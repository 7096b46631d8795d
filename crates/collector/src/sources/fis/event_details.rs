use std::collections::BTreeMap;

use chrono::{NaiveDate, NaiveTime};
use records::models::{Broadcaster, Discipline, Gender, Race, RaceDate, Run, TechnicalDelegate};
use tracing::warn;

use crate::error::{CollectorError, ExtractionError};
use crate::extractors;
use crate::fragment::{Fragment, parse_document};
use crate::report::{ParseReport, Parsed};

const RACE_ROW: &str = "#eventdetailscontent > .table-row";
const NO_COMPETITION: &str = "No competition found";

const CODEX_LINK: &str = ".link_theme_dark";
const CODEX_LINK_TEXT: &str = ".link__text";
const CODEX_COLUMN: &str = ".g-md-2";
const DATE: &str = ".timezone-date";
const TIME: &str = ".timezone-time";
const DISCIPLINE: &str = ".g-lg-5 .clip";
const GENDER_ITEM: &str = ".gender__item";
const WOMEN_CLASS: &str = "gender__item_l";
const RUNS_LINK: &str = "a.hidden-xs";
const RUN_ROW: &str = ".split-row_bordered .split-row__item";
const RUN_INFO: &str = ".g-row";
const RUN_HEADER: &str = ".g-xs-24";
const RUN_NUMBER: &str = ".split-row__item > .g-row > .g-lg-4";
const RUN_STATUS: &str = ".g-lg-5";
const RUN_INFO_TEXT: &str = ".g-lg-7";
const LIVE_TIMING: &str = r#"a[href*="live.fis-ski.com"]"#;

const SECTION: &str = "section";
const DELEGATE_HEADING: &str = "Technical Delegate";
const DELEGATE_ROW: &str = ".table-row";
const DELEGATE_COLUMNS: &str = ".g-xs-24 > div";
const NATION: &str = ".country__name-short";

const BROADCASTER: &str = ".broadcaster";
const BROADCASTER_COUNTRIES: &str = ".broadcaster-countries";
const BROADCASTER_LINK: &str = ".broadcaster-link";

const DOCUMENT_ITEM: &str = ".drop-btn__item";

/// Everything read off an event-details page before results are attached.
#[derive(Debug, Clone, Default)]
pub struct EventPage {
    pub races: Vec<Race>,
    pub technical_delegates: Vec<TechnicalDelegate>,
    pub broadcasters: Vec<Broadcaster>,
    pub documents: BTreeMap<String, String>,
    pub report: ParseReport,
}

pub fn parse_event_page(html: &str, event_id: &str) -> Result<EventPage, CollectorError> {
    let document = parse_document(html);
    let root = document.root_element();

    let race_rows = root.select_all(RACE_ROW)?;
    if race_rows.len() == 1 && race_rows[0].text_content() == NO_COMPETITION {
        return Err(CollectorError::NotFound(event_id.to_string()));
    }

    let races = Parsed::from_rows("race", race_rows, parse_race);
    let delegates = parse_technical_delegates(&root)?;
    let broadcasters = parse_broadcasters(&root)?;
    let documents = parse_documents(&root)?;

    let mut report = races.report;
    report.merge(delegates.report);
    report.merge(broadcasters.report);

    Ok(EventPage {
        races: races.items,
        technical_delegates: delegates.items,
        broadcasters: broadcasters.items,
        documents,
        report,
    })
}

pub fn parse_race<F: Fragment>(row: &F) -> Result<Race, ExtractionError> {
    let codex = match row.select_one(CODEX_LINK)? {
        Some(link) => link.require_text(CODEX_LINK_TEXT)?,
        None => row.require_text(CODEX_COLUMN)?,
    };

    let date = parse_race_date(row)?;

    let discipline_label = row.optional_text(DISCIPLINE)?.unwrap_or_default();
    let discipline = Discipline::from_label(&discipline_label)
        .ok_or_else(|| ExtractionError::UnknownDiscipline(discipline_label.clone()))?;
    let is_training = discipline.is_training();

    let gender = match row.select_one(GENDER_ITEM)? {
        Some(item) if item.has_class(WOMEN_CLASS) => Gender::Women,
        _ => Gender::Men,
    };

    let runs_link = row.select_one(RUNS_LINK)?;
    let race_id = runs_link
        .as_ref()
        .and_then(|link| link.attribute("href"))
        .and_then(|href| extractors::race_id(&href));
    let runs = match (&runs_link, &race_id) {
        (Some(link), Some(_)) => parse_runs(link)?,
        _ => Vec::new(),
    };

    let live_timing_url = row
        .select_one(LIVE_TIMING)?
        .and_then(|link| link.attribute("href"));

    Ok(Race {
        race_id,
        codex,
        date,
        discipline,
        is_training,
        gender,
        runs,
        has_live_timing: live_timing_url.is_some(),
        live_timing_url,
        results: None,
    })
}

fn parse_race_date<F: Fragment>(row: &F) -> Result<RaceDate, ExtractionError> {
    let date_el = row.require(DATE)?;
    let raw_date = date_el.require_attribute("data-date")?;
    let date = NaiveDate::parse_from_str(&raw_date, "%Y-%m-%d")
        .map_err(|_| ExtractionError::invalid("race date", raw_date.as_str()))?;

    match row.select_one(TIME)? {
        Some(time_el) => {
            let time = parse_time(&time_el.require_attribute("data-time")?)?;
            Ok(RaceDate::DateTime(date.and_time(time)))
        }
        None => Ok(RaceDate::Date(date)),
    }
}

fn parse_time(raw: &str) -> Result<NaiveTime, ExtractionError> {
    NaiveTime::parse_from_str(raw.trim(), "%H:%M").map_err(|_| ExtractionError::invalid("time", raw))
}

/// Sub-rows of the runs block. Header rows and rows without a start time
/// are not runs.
fn parse_runs<F: Fragment>(link: &F) -> Result<Vec<Run>, ExtractionError> {
    let mut runs = Vec::new();

    for run_row in link.select_all(RUN_ROW)? {
        let Some(info) = run_row.select_one(RUN_INFO)? else {
            continue;
        };
        if run_row.exists(RUN_HEADER)? {
            continue;
        }
        let Some(time_el) = info.select_one(TIME)? else {
            continue;
        };

        let label = run_row.optional_text(RUN_NUMBER)?.unwrap_or_default();
        let Some(number) = extractors::run_number(&label) else {
            warn!("Dropping run with unreadable ordinal '{}'", label);
            continue;
        };
        let time = match time_el.require_attribute("data-time").and_then(|raw| parse_time(&raw)) {
            Ok(time) => time,
            Err(e) => {
                warn!("Dropping run {}: {}", number, e);
                continue;
            }
        };

        runs.push(Run {
            number,
            time,
            status: info.optional_text(RUN_STATUS)?,
            info: info.optional_text(RUN_INFO_TEXT)?,
        });
    }

    Ok(runs)
}

/// Rows of the innermost sections headed "Technical Delegate".
pub fn parse_technical_delegates<F: Fragment>(
    root: &F,
) -> Result<Parsed<TechnicalDelegate>, ExtractionError> {
    let mut rows = Vec::new();
    for section in root.select_all(SECTION)? {
        if !section.text_content().contains(DELEGATE_HEADING) {
            continue;
        }
        let has_inner_match = section
            .select_all(SECTION)?
            .iter()
            .any(|inner| inner.text_content().contains(DELEGATE_HEADING));
        if has_inner_match {
            continue;
        }
        rows.extend(section.select_all(DELEGATE_ROW)?);
    }

    let mut parsed = Parsed::default();
    for (index, row) in rows.iter().enumerate() {
        let columns = row.select_all(DELEGATE_COLUMNS)?;
        if columns.len() < 4 {
            continue;
        }
        match columns[2].require_text(NATION) {
            Ok(nation) => parsed.items.push(TechnicalDelegate {
                codex: columns[0].text_content(),
                name: columns[1].text_content(),
                nation,
                td_id: columns[3].text_content(),
            }),
            Err(e) => parsed.report.skip("technical delegate", index, e),
        }
    }

    Ok(parsed)
}

pub fn parse_broadcasters<F: Fragment>(root: &F) -> Result<Parsed<Broadcaster>, ExtractionError> {
    Ok(Parsed::from_rows(
        "broadcaster",
        root.select_all(BROADCASTER)?,
        parse_broadcaster,
    ))
}

fn parse_broadcaster<F: Fragment>(element: &F) -> Result<Broadcaster, ExtractionError> {
    let countries = element
        .require_text(BROADCASTER_COUNTRIES)?
        .split(',')
        .map(str::trim)
        .filter(|c| !c.is_empty())
        .map(String::from)
        .collect();

    let link = element.require(BROADCASTER_LINK)?;
    let logo_url = link.select_one("img")?.and_then(|img| img.attribute("src"));

    Ok(Broadcaster {
        name: link.text_content(),
        countries,
        url: link.attribute("href"),
        logo_url,
    })
}

pub fn parse_documents<F: Fragment>(root: &F) -> Result<BTreeMap<String, String>, ExtractionError> {
    let mut documents = BTreeMap::new();

    for item in root.select_all(DOCUMENT_ITEM)? {
        let (Some(name_el), Some(link_el)) = (item.select_one("span")?, item.select_one("a")?)
        else {
            continue;
        };
        let Some(href) = link_el.attribute("href") else {
            continue;
        };
        documents.insert(extractors::strip_size_annotation(&name_el.text_content()), href);
    }

    Ok(documents)
}
use serde::{Deserialize, Serialize};
use utoipa::ToSchema;

/// One ranked line of a race results table.
#[derive(Debug, Clone, PartialEq, Serialize, Deserialize, ToSchema)]
pub struct RaceResult {
    pub athlete_id: String,
    pub rank: u32,
    pub name: String,
    pub nation: String,
    pub run1: Option<String>,
    pub run2: Option<String>,
    pub total: String,
    pub diff: String,
    pub fis_points: f64,
    pub cup_points: Option<u32>,
}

### WORK INSTRUCTIONS
Return the lines exactly as they stand, please. Start at the top of the material and finish with the line where "const DOCUMENT_ITEM: &str" appears.

### OUTPUT
repository 7096b46631d8795d
filename crates/collector/src/sources/fis/event_details.rs
use std::collections::BTreeMap;

use chrono::{NaiveDate, NaiveTime};
use records::models::{Broadcaster, Discipline, Gender, Race, RaceDate, Run, TechnicalDelegate};
use tracing::warn;

use crate::error::{CollectorError, ExtractionError};
use crate::extractors;
use crate::fragment::{Fragment, parse_document};
use crate::report::{ParseReport, Parsed};

const RACE_ROW: &str = "#eventdetailscontent > .table-row";
const NO_COMPETITION: &str = "No competition found";

const CODEX_LINK: &str = ".link_theme_dark";
const CODEX_LINK_TEXT: &str = ".link__text";
const CODEX_COLUMN: &str = ".g-md-2";
const DATE: &str = ".timezone-date";
const TIME: &str = ".timezone-time";
const DISCIPLINE: &str = ".g-lg-5 .clip";
const GENDER_ITEM: &str = ".gender__item";
const WOMEN_CLASS: &str = "gender__item_l";
const RUNS_LINK: &str = "a.hidden-xs";
const RUN_ROW: &str = ".split-row_bordered .split-row__item";
const RUN_INFO: &str = ".g-row";
const RUN_HEADER: &str = ".g-xs-24";
const RUN_NUMBER: &str = ".split-row__item > .g-row > .g-lg-4";
const RUN_STATUS: &str = ".g-lg-5";
const RUN_INFO_TEXT: &str = ".g-lg-7";
const LIVE_TIMING: &str = r#"a[href*="live.fis-ski.com"]"#;

const SECTION: &str = "section";
const DELEGATE_HEADING: &str = "Technical Delegate";
const DELEGATE_ROW: &str = ".table-row";
const DELEGATE_COLUMNS: &str = ".g-xs-24 > div";
const NATION: &str = ".country__name-short";

const BROADCASTER: &str = ".broadcaster";
const BROADCASTER_COUNTRIES: &str = ".broadcaster-countries";
const BROADCASTER_LINK: &str = ".broadcaster-link";

const DOCUMENT_ITEM: &str = ".drop-btn__item";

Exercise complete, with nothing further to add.